South Africa’s coronavirus outbreak appears to be slowing, with health officials indicating that a number of provinces have reached or passed their peak.
Confirmed cases in all of the country’s nine provinces have fallen in recent days, with the country recording an additional 2,810 infections on Wednesday. South Africa has now reported a cumulative total of 568,919 cases, with 11,010 deaths recorded.
Data from the South African Medical Research Council (SAMRC) Burden of Disease Research Unit also shows positive signs as the country begins its recovery.
The SAMRC publishes a report on weekly deaths in South Africa, with the information based on data from the Department of Home Affairs of the deaths registered on the National Population Register.
In the latest report, published on 12 August, the SAMRC said that there are hopeful signs of the epidemic reaching its peak in all the provinces by the end of July 2020.
To calculate ‘excess mortality’ in a given period the research team look at the number of people who had died over this period compared to the number we would have expected to have died. The geographic pattern, as well as the age pattern, indicate that the excess deaths are related to Covid-19.
It explained that the epidemic has different trajectories in the provinces.

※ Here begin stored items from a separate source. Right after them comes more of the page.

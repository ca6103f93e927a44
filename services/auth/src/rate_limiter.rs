//! Rate limiter for preventing brute force login attempts

use std::collections::HashMap;
use std::sync::Arc;
use std::time::{Duration, Instant};
use tokio::sync::Mutex;
use tracing::warn;

/// Rate limiter configuration
#[derive(Debug, Clone)]
pub struct RateLimiterConfig {
    /// Failed attempts allowed inside one window
    pub max_attempts: u32,
    /// Window over which failures are counted
    pub window: Duration,
    /// How long a key stays locked once it exceeds the limit
    pub lockout: Duration,
}

impl Default for RateLimiterConfig {
    fn default() -> Self {
        Self {
            max_attempts: 5,
            window: Duration::from_secs(300),
            lockout: Duration::from_secs(900),
        }
    }
}

#[derive(Debug)]
struct Failures {
    count: u32,
    window_start: Instant,
    locked_until: Option<Instant>,
}

impl Failures {
    /// Expired lockout, or an unlocked window that has run out
    fn is_stale(&self, now: Instant, window: Duration) -> bool {
        match self.locked_until {
            Some(until) => now >= until,
            None => now.duration_since(self.window_start) >= window,
        }
    }
}

/// Per-key failed login tracker
#[derive(Debug, Clone)]
pub struct RateLimiter {
    config: RateLimiterConfig,
    entries: Arc<Mutex<HashMap<String, Failures>>>,
}

impl RateLimiter {
    /// Create a new rate limiter
    pub fn new(config: RateLimiterConfig) -> Self {
        Self {
            config,
            entries: Arc::new(Mutex::new(HashMap::new())),
        }
    }

    /// Whether `key` may attempt a login right now
    pub async fn is_allowed(&self, key: &str) -> bool {
        let mut entries = self.entries.lock().await;
        let now = Instant::now();

        let Some(locked_until) = entries.get(key).map(|entry| entry.locked_until) else {
            return true;
        };

        match locked_until {
            Some(until) if now < until => false,
            Some(_) => {
                entries.remove(key);
                true
            }
            None => true,
        }
    }

    /// Count a failed attempt, locking the key once the limit is reached
    pub async fn record_failure(&self, key: &str) {
        let mut entries = self.entries.lock().await;
        let now = Instant::now();

        let window = self.config.window;
        entries.retain(|_, entry| !entry.is_stale(now, window));

        let entry = entries.entry(key.to_string()).or_insert(Failures {
            count: 0,
            window_start: now,
            locked_until: None,
        });

        if now.duration_since(entry.window_start) >= self.config.window {
            entry.count = 0;
            entry.window_start = now;
        }

        entry.count += 1;
        if entry.count >= self.config.max_attempts {
            entry.locked_until = Some(now + self.config.lockout);
            warn!(
                "Locked {} for {} seconds after {} failed logins",
                key,
                self.config.lockout.as_secs(),
                entry.count
            );
        }
    }

    /// Forget failures for `key`, e.g. after a successful login
    pub async fn reset(&self, key: &str) {
        self.entries.lock().await.remove(key);
    }
}

#[cfg(test)]
mod tests {
    use super::*;

    fn limiter(max_attempts: u32, window: Duration, lockout: Duration) -> RateLimiter {
        RateLimiter::new(RateLimiterConfig {
            max_attempts,
            window,
            lockout,
        })
    }

    #[tokio::test]
    async fn locks_after_max_failures() {
        let limiter = limiter(3, Duration::from_secs(60), Duration::from_secs(60));

        for _ in 0..2 {
            limiter.record_failure("a@example.com").await;
            assert!(limiter.is_allowed("a@example.com").await);
        }
        limiter.record_failure("a@example.com").await;

        assert!(!limiter.is_allowed("a@example.com").await);
        assert!(limiter.is_allowed("b@example.com").await);
    }

    #[tokio::test]
    async fn reset_clears_failures() {
        let limiter = limiter(2, Duration::from_secs(60), Duration::from_secs(60));

        limiter.record_failure("a@example.com").await;
        limiter.reset("a@example.com").await;
        limiter.record_failure("a@example.com").await;

        assert!(limiter.is_allowed("a@example.com").await);
    }

    #[tokio::test]
    async fn lockout_expires() {
        let limiter = limiter(1, Duration::from_secs(60), Duration::from_millis(20));

        limiter.record_failure("a@example.com").await;
        assert!(!limiter.is_allowed("a@example.com").await);

        tokio::time::sleep(Duration::from_millis(40)).await;
        assert!(limiter.is_allowed("a@example.com").await);
    }

    #[tokio::test]
    async fn failures_outside_window_do_not_accumulate() {
        let limiter = limiter(2, Duration::from_millis(20), Duration::from_secs(60));

        limiter.record_failure("a@example.com").await;
        tokio::time::sleep(Duration::from_millis(40)).await;
        limiter.record_failure("a@example.com").await;

        assert!(limiter.is_allowed("a@example.com").await);
    }

    #[tokio::test]
    async fn stale_entries_are_dropped() {
        let limiter = limiter(2, Duration::from_millis(20), Duration::from_millis(20));

        limiter.record_failure("unlocked@example.com").await;
        limiter.record_failure("locked@example.com").await;
        limiter.record_failure("locked@example.com").await;
        assert_eq!(limiter.entries.lock().await.len(), 2);

        tokio::time::sleep(Duration::from_millis(40)).await;
        limiter.record_failure("fresh@example.com").await;

        let entries = limiter.entries.lock().await;
        assert_eq!(entries.len(), 1);
        assert!(entries.contains_key("fresh@example.com"));
    }
}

“The Western Cape, the first province to experience community spread, stands out as having a much slower epidemic. It took several weeks to set in and is now taking time to recede,” said Prof Debbie Bradshaw chief specialist scientist from the SAMRC Burden of Disease Research Unit.
“In contrast, the epidemics in the Eastern Cape, Gauteng and KwaZulu-Natal had much quicker increases. We still urge South Africans to continue to wear masks, practice physical distancing, hand hygiene and avoid crowds and congestion.”
Although this data does not have information about the medical cause of death (apart from whether the cause was natural or unnatural), it is invaluable as they provide a near real-time count of the total numbers of deaths from natural and unnatural causes.
“We continue to urge our doctors to ensure accurate completion of deaths certificates especially if it is Covid-19 related, as it will be important in understanding the true impact of the epidemic,” said, Prof Glenda Gray SAMRC president and chief executive.
“The downward turn of deaths is a positive sign that the virus may have peaked in some parts of the country and is in keeping with the epidemiological models of the epidemic,” said Gray.